Общим для обоих этих подходов к понятию нации было признание в первом случае желательности, а во втором – необходимости ассимиляции иноэтнических групп населения.
В Центральной Европе, где в XIX – начале ХХ в. господствовали многонациональные Австрия (Австро-Венгрия), Пруссия (Германия) и Россия, не сложилось условий для возникновения политических наций. Лидерам нетитульных наций ближе оказалось так называемое право национальностей, т. е. право на самоопределение по этническому принципу, а также модифицированное немецкое понимание нации, учитывающее общность литературного языка, а не принадлежность к определенной языковой семье. Национальная самоидентификация по принципу этнической принадлежности сводила на нет усилия элит господствующих (титульных) наций по унификации полиэтнических общностей на основе государственной принадлежности, а насильственная ассимиляция давала малые результаты. Конечно, были среди интеллигенции и политиков угнетенных наций сторонники французского понимания нации (малороссы – часть русской политической нации, русского «племени»; русины – часть польской политической нации; словаки – часть чехословацкой нации и т. д.), но их влияние в обществе постоянно уменьшалось в пользу оппонентов-националистов.

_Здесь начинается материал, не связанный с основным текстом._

//! JSON page model served for a player profile.

use serde::Serialize;

use crate::db::{ChampionAggregate, MatchRecord, Participant, RankSnapshot};
use crate::reconcile::PlayerProfile;

const BLUE_TEAM_ID: i32 = 100;

/// Human readable label of a queue id.
pub fn game_type(queue_id: i32) -> &'static str {
    match queue_id {
        400 => "Normal Draft",
        420 => "Ranked Solo",
        430 => "Normal Blind",
        440 => "Ranked Flex",
        450 => "ARAM",
        700 => "Clash",
        830 | 840 | 850 => "Co-op vs AI",
        900 => "URF",
        _ => "Unknown",
    }
}

/// `GOLD II` -> `Gold II`. Divisions stay roman.
fn display_rank(snapshot: &RankSnapshot) -> String {
    let label = snapshot.label();
    if !snapshot.is_ranked() {
        return label;
    }

    let (tier, rest) = label.split_once(' ').unwrap_or((label.as_str(), ""));
    let mut chars = tier.chars();
    let tier = match chars.next() {
        Some(first) => first.to_string() + &chars.as_str().to_lowercase(),
        None => String::new(),
    };

    if rest.is_empty() {
        tier
    } else {
        format!("{tier} {rest}")
    }
}

fn duration_formatted(game_duration: i64) -> String {
    format!("{}:{:02}", game_duration / 60, game_duration % 60)
}

#[derive(Debug, Serialize)]
pub struct RankView {
    pub rank: String,
    pub lp: i32,
    pub wins: i32,
    pub losses: i32,
    pub wr: i64,
}

impl From<&RankSnapshot> for RankView {
    fn from(snapshot: &RankSnapshot) -> Self {
        Self {
            rank: display_rank(snapshot),
            lp: snapshot.league_points,
            wins: snapshot.wins,
            losses: snapshot.losses,
            wr: snapshot.win_rate,
        }
    }
}

#[derive(Debug, Serialize)]
pub struct ChampionView {
    pub champion_name: String,
    pub games_played: i64,
    pub wr: i64,
    pub kda: f64,
    pub kills: f64,
    pub deaths: f64,
    pub assists: f64,
    pub cs: i64,
}

impl From<&ChampionAggregate> for ChampionView {
    fn from(aggregate: &ChampionAggregate) -> Self {
        Self {
            champion_name: aggregate.champion_name.clone(),
            games_played: aggregate.matches_played,
            wr: aggregate.win_rate,
            kda: aggregate.kda,
            kills: aggregate.avg_kills,
            deaths: aggregate.avg_deaths,
            assists: aggregate.avg_assists,
            cs: aggregate.avg_cs,
        }
    }
}

#[derive(Debug, Serialize)]
pub struct MatchView {
    pub match_id: String,
    pub game_type: &'static str,
    pub game_mode: String,
    pub queue_id: i32,
    pub game_duration: String,
    pub win: bool,
    pub champion_name: String,
    pub score: String,
    pub kda: f64,
    pub cs: i32,
    pub vision: i32,
    pub item_ids: [i32; 7],
    pub summoner_spell_ids: [i32; 2],
    pub blue_team: Vec<Participant>,
    pub red_team: Vec<Participant>,
}

impl From<&MatchRecord> for MatchView {
    fn from(record: &MatchRecord) -> Self {
        let (blue_team, red_team) = record
            .participants
            .iter()
            .cloned()
            .partition(|p| p.team_id == BLUE_TEAM_ID);

        Self {
            match_id: record.match_id.clone(),
            game_type: game_type(record.queue_id),
            game_mode: record.game_mode.clone(),
            queue_id: record.queue_id,
            game_duration: duration_formatted(record.game_duration),
            win: record.win,
            champion_name: record.champion_name.clone(),
            score: format!("{}/{}/{}", record.kills, record.deaths, record.assists),
            kda: record.kda,
            cs: record.cs,
            vision: record.vision,
            item_ids: record.items,
            summoner_spell_ids: record.spells,
            blue_team,
            red_team,
        }
    }
}

#[derive(Debug, Serialize)]
pub struct SummonerPage {
    pub summoner_name: String,
    pub puuid: String,
    pub platform: String,
    pub profile_icon_id: Option<i32>,
    pub summoner_level: Option<i64>,
    pub soloq: RankView,
    pub flex: RankView,
    pub champions_played: Vec<ChampionView>,
    pub recent_matches: Vec<MatchView>,
}

impl From<&PlayerProfile> for SummonerPage {
    fn from(profile: &PlayerProfile) -> Self {
        Self {
            summoner_name: profile.player.riot_id.to_string(),
            puuid: profile.player.puuid.clone(),
            platform: profile.player.platform.to_string(),
            profile_icon_id: profile.player.profile_icon_id,
            summoner_level: profile.player.summoner_level,
            soloq: RankView::from(&profile.ranks.solo),
            flex: RankView::from(&profile.ranks.flex),
            champions_played: profile.top_champions.iter().map(ChampionView::from).collect(),
            recent_matches: profile.recent_matches.iter().map(MatchView::from).collect(),
        }
    }
}
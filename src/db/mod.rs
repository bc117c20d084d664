mod migrations;
mod models;
mod repository;

use std::str::FromStr;

use sqlx::SqlitePool;
use sqlx::sqlite::{SqliteConnectOptions, SqlitePoolOptions};
use tracing::info;

pub use migrations::run_migrations;
pub use models::{
    ChampionAggregate, MatchRecord, PARTICIPANT_SLOTS, Participant, RankSnapshot,
    RankSnapshotPair, SummonerRecord,
};
pub use repository::{Store, validate_schema};

use crate::error::AppError;

/// Open the database, create missing tables and check the columns the store relies on.
pub async fn connect(database_url: &str) -> Result<SqlitePool, AppError> {
    let options = SqliteConnectOptions::from_str(database_url)?.create_if_missing(true);
    let pool = SqlitePoolOptions::new()
        .max_connections(5)
        .connect_with(options)
        .await?;

    run_migrations(&pool).await?;
    validate_schema(&pool).await?;

    info!(database_url, "🗄️ Database ready");
    Ok(pool)
}

/// Single-connection in-memory database that lives as long as the pool.
pub async fn open_in_memory() -> Result<SqlitePool, AppError> {
    let pool = SqlitePoolOptions::new()
        .max_connections(1)
        .min_connections(1)
        .idle_timeout(None)
        .max_lifetime(None)
        .connect("sqlite::memory:")
        .await?;

    run_migrations(&pool).await?;
    validate_schema(&pool).await?;
    Ok(pool)
}
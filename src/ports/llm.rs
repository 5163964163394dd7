/// LLM service port trait
///
/// Defines the interface for language-model completion services.
/// Implementations: OpenAI, Anthropic.
use crate::error::Result;
use async_trait::async_trait;
use serde::{Deserialize, Serialize};

/// Configuration for LLM requests
#[derive(Debug, Clone, Serialize, Deserialize)]
pub struct LlmConfig {
    /// Model name (e.g., "gpt-4o-mini", "claude-3-5-sonnet")
    pub model: String,

    /// Temperature for generation (0.0 to 1.0)
    pub temperature: Option<f32>,

    /// Maximum tokens in response
    pub max_tokens: Option<u32>,
}

impl Default for LlmConfig {
    fn default() -> Self {
        Self {
            model: "gpt-4o-mini".to_string(),
            temperature: Some(0.1), // Low temperature for consistent extraction
            max_tokens: Some(4000),
        }
    }
}

impl LlmConfig {
    pub fn for_model(model: impl Into<String>) -> Self {
        Self {
            model: model.into(),
            ..Self::default()
        }
    }
}

/// Port trait for LLM completion services
#[async_trait]
pub trait LlmServicePort: Send + Sync {
    /// Submit a prompt and return the raw completion text
    async fn complete(&self, system: &str, prompt: &str, config: &LlmConfig) -> Result<String>;

    /// Get the provider name
    fn provider_name(&self) -> &str;

    /// Check if the service is configured (has API key)
    fn is_configured(&self) -> bool;
}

Выкристаллизовавшиеся к началу ХХ в. различия во взглядах на национальное государство и нацию делали весьма проблематичным приемлемое для заинтересованных сторон международно-правовое решение национального вопроса. Но главным препятствием было нежелание великих держав идти на нарушение существовавшего в Центральной Европе стратегического равновесия как основы общеевропейской стабильности. Дело в том, что наиболее острым национальный вопрос был в этот период в многонациональных европейских монархиях, связанных между собой договорами о разделе Речи Посполитой и переделом польских земель на Венском конгрессе. Неразрешимость ключевого для Центральной Европы польского национального вопроса без самых серьезных для мира на континенте последствий хорошо понимали политики. С. Д. Сазонов, министр иностранных дел России в 1910–1916 гг., так излагал видение этой проблемы Петербургом: «О восстановлении польской независимости до Великой войны, очевидно, не могло быть и речи. Такое радикальное разрешение польского вопроса <…> было невыполнимо, потому что послужило бы опасным прецедентом для Финляндии, имеющей первостепенное значение с точки зрения обороны столицы и всей северной России. Помимо этого, отказ России от Царства Польского привел бы нас весьма вероятно к войне с Германией, владевшей значительной частью коренного польского населения, в отношении которого она не допускала никакого компромисса»[4]. Экс-канцлер Теобальд фон Бетман-Гольвег привел в мемуарах оценку Бисмарком возможных последствий войны с Россией, с которой он солидаризировался: война была бы большим несчастьем для Германии, которая ничего от нее не получила бы, даже компенсации собственных расходов, но зато была бы вынуждена восстановить Польшу до Двины и до Днепра[5].
Многие годы фрондировавшая перед Россией по польскому вопросу Франция после поражения от Пруссии в поисках союзника против Германии отказалась от будирования этой проблемы на международной арене. Великобритания, сталкивавшаяся с активным проникновением России в азиатские регионы, прилегающие к Индии, была заинтересована в сохранении общей российско-германской границы. Объединившаяся Италия была слишком слаба не только для постановки общеевропейских проблем, но даже для возвращения оставшихся у Австрии территорий с итальянским населением.